§ **MATERIAL FOR THE TASK**
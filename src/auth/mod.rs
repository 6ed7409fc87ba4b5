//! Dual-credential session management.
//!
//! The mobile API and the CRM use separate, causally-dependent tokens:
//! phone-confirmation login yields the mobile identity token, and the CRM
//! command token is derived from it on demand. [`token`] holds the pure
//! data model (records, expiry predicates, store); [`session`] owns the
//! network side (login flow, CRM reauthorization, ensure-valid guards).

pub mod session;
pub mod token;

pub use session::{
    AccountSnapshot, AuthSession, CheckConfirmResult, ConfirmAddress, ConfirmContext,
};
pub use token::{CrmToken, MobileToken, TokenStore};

§ **PROBLEM TO WORK ON**
The entries above must be copied verbatim. Leave none out.

§ **RESPONSE**
filename src/auth/mod.rs
repository 6ed7409fc87ba4b5
//! Dual-credential session management.
//!
//! The mobile API and the CRM use separate, causally-dependent tokens:
//! phone-confirmation login yields the mobile identity token, and the CRM
//! command token is derived from it on demand. [`token`] holds the pure
//! data model (records, expiry predicates, store); [`session`] owns the
//! network side (login flow, CRM reauthorization, ensure-valid guards).

pub mod session;
pub mod token;

pub use session::{
    AccountSnapshot, AuthSession, CheckConfirmResult, ConfirmAddress, ConfirmContext,
};
pub use token::{CrmToken, MobileToken, TokenStore};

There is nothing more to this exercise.